Amid the complex societal transformations that were affecting urban communities in the 1970s, who would have been so bold as to demand a young black child find the keys to his own uplift, as Hathaway does here? Even as the black middle class—of which Hathaway served, for many, as a pop-culture avatar—began to grow, the African American population in Hathaway’s own Chicago was reeling from sky-high unemployment rates, and businesses were fleeing from the inner city to suburbs that were kept predominantly White through zoning ordinances. By the early ’70s, the word “ghetto” had taken a turn for the pejorative, as Black communities became increasingly associated in the national consciousness with crime and economic degradation. Still, Hathaway’s own discography evinces a conflicted attitude toward the insularity such living conditions engendered. His ambitious, mostly instrumental opus “The Ghetto,” recorded in 1969, serves as a stark contrast to “Little Ghetto Boy,” celebrating the cultural vibrancy that Black people have achieved and maintained in isolation.
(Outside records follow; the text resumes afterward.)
//! # Schema Migrations
//!
//! The SQL under `migrations/sqlite/` is compiled into the binary, so a
//! fresh till needs nothing but the executable.
//!
//! ```text
//! migrations/sqlite/
//! ├── 001_initial_schema.sql   products, customers, staff, held carts,
//! │                            invoices, invoice lines
//! └── 002_product_search.sql   FTS5 index over product name / SKU / category
//! ```
//!
//! Applied files are recorded in `_sqlx_migrations` with their checksum.
//! Never edit an applied file; add `NNN_next_change.sql` instead.

use serde::Serialize;
use sqlx::SqlitePool;
use tracing::{debug, info};

use crate::error::DbResult;

static MIGRATOR: sqlx::migrate::Migrator = sqlx::migrate!("../../migrations/sqlite");

/// How far the schema has been brought up to date.
#[derive(Debug, Clone, Copy, PartialEq, Eq, Serialize)]
#[serde(rename_all = "camelCase")]
pub struct MigrationStatus {
    /// Migrations embedded in this build.
    pub total: usize,
    /// Migrations recorded as applied.
    pub applied: usize,
}

impl MigrationStatus {
    pub fn is_current(&self) -> bool {
        self.applied >= self.total
    }
}

/// Applies pending migrations in file order, each in its own transaction.
pub async fn run_migrations(pool: &SqlitePool) -> DbResult<()> {
    let before = migration_status(pool).await?;
    if before.is_current() {
        debug!(applied = before.applied, "Schema is current");
        return Ok(());
    }

    MIGRATOR.run(pool).await?;

    info!(
        from = before.applied,
        to = MIGRATOR.migrations.len(),
        "Schema migrated"
    );
    Ok(())
}

/// Counts embedded vs applied migrations. Reported by `/health`.
pub async fn migration_status(pool: &SqlitePool) -> DbResult<MigrationStatus> {
    // The bookkeeping table is missing until the first run
    let applied: i64 = sqlx::query_scalar("SELECT COUNT(*) FROM _sqlx_migrations WHERE success = 1")
        .fetch_one(pool)
        .await
        .unwrap_or(0);

    Ok(MigrationStatus {
        total: MIGRATOR.migrations.len(),
        applied: usize::try_from(applied).unwrap_or(0),
    })
}

#[cfg(test)]
mod tests {
    use super::*;
    use crate::pool::{Database, DbConfig};

    #[tokio::test]
    async fn test_all_migrations_applied() {
        let db = Database::new(DbConfig::in_memory()).await.unwrap();
        let status = migration_status(db.pool()).await.unwrap();

        assert_eq!(status.total, 2);
        assert!(status.is_current());
    }

    #[tokio::test]
    async fn test_status_before_and_after_first_run() {
        let db = Database::new(DbConfig::in_memory().run_migrations(false))
            .await
            .unwrap();
        let status = migration_status(db.pool()).await.unwrap();
        assert_eq!(status.applied, 0);
        assert!(!status.is_current());

        run_migrations(db.pool()).await.unwrap();
        assert!(migration_status(db.pool()).await.unwrap().is_current());
    }
}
Ultimately, it’s the disjuncture between Hathaway’s otherworldly vocals and the all-too-human contradictions found in the lyrics that has allowed “Little Ghetto Boy” to outlive its own outdated moralism. Reversals and tonal shifts continually undercut his superiority as narrator. When Hathaway recalls, in one brutally concise couplet in the second verse, how the young man’s father was “blown away/he robbed that grocery store/don’t you know that was a sad old day,” the memory draws blood, momentarily eliminating the singer’s God-like remove. By the time we get to the outro, when Hathaway starts chanting “everything has got to get better,” it’s clear that only a mortal man—one without the prophetic foresight to anticipate our current state of emergency—could think to sell us such an irrationally upbeat refrain, just minutes after claiming that “the world is a cruel place and it ain’t gonna change.”

Propelled by a percolating conga rhythm courtesy of Earl DeRouen, who had contributed to Gaye’s What’s Going On a year earlier, the song has all the trappings of an anthem—which may explain why it’s been covered twice in the past decade (by John Legend, and by Hathaway’s own daughter, Lalah) and even serves as the foundation for a track on Dr. Dre’s The Chronic. But what “Little Ghetto Boy” gives us is more powerful than any slogan could be. Instead of offering a useful rallying cry for a movement, it holds up a mirror to the ways in which racism has us running around in a never-ending circle, unsure of where to turn, what to believe, and who to be. Perhaps this is the key lesson that the history of protest music has to impart: our apprehension of the political forces that shape our lives is forever unfinished business, as contingent and mercurial as our feelings. Few singers have ever been as equal to the task of expressing that eternal flux as Donny Hathaway, whose majestic yet exquisitely vulnerable tenor had the power to complicate the very ideologies he peddled.